What this task involves:
Among the lines of the records below, copy those that hold the word "pagination".

[Items listed in a dataset]

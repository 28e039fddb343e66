//! Domain types and models
//!
//! Records here are owned by the backend; the client only passes them
//! through, so optional columns default rather than fail.

pub mod agent;
pub mod import;
pub mod organization;
pub mod pagination;
pub mod sale;

use serde::{Deserialize, Deserializer};

pub use agent::{Agent, AgentDecision, AgentFilters, AgentStatus};
pub use import::{ImportCounts, ImportRow, ImportRowError, ImportSummary, ImportedOrganization};
pub use organization::{Organization, OrganizationFilters, OrganizationInput};
pub use pagination::{ApiResponse, Page, PageInfo, PageRequest, Pagination};
pub use sale::{
    ExportFormat, ExportPayload, Sale, SaleInput, SalesFilters, SalesTotals, SortOrder,
    StateSalesPoint, StoveIdFilters, StoveRecord,
};

/// Reads an explicit `null` as the field's default
pub(crate) fn null_as_default<'de, D, T>(deserializer: D) -> Result<T, D::Error>
where
    D: Deserializer<'de>,
    T: Default + Deserialize<'de>,
{
    Ok(Option::<T>::deserialize(deserializer)?.unwrap_or_default())
}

Completed exercise:
pub mod pagination;
pub use pagination::{ApiResponse, Page, PageInfo, PageRequest, Pagination};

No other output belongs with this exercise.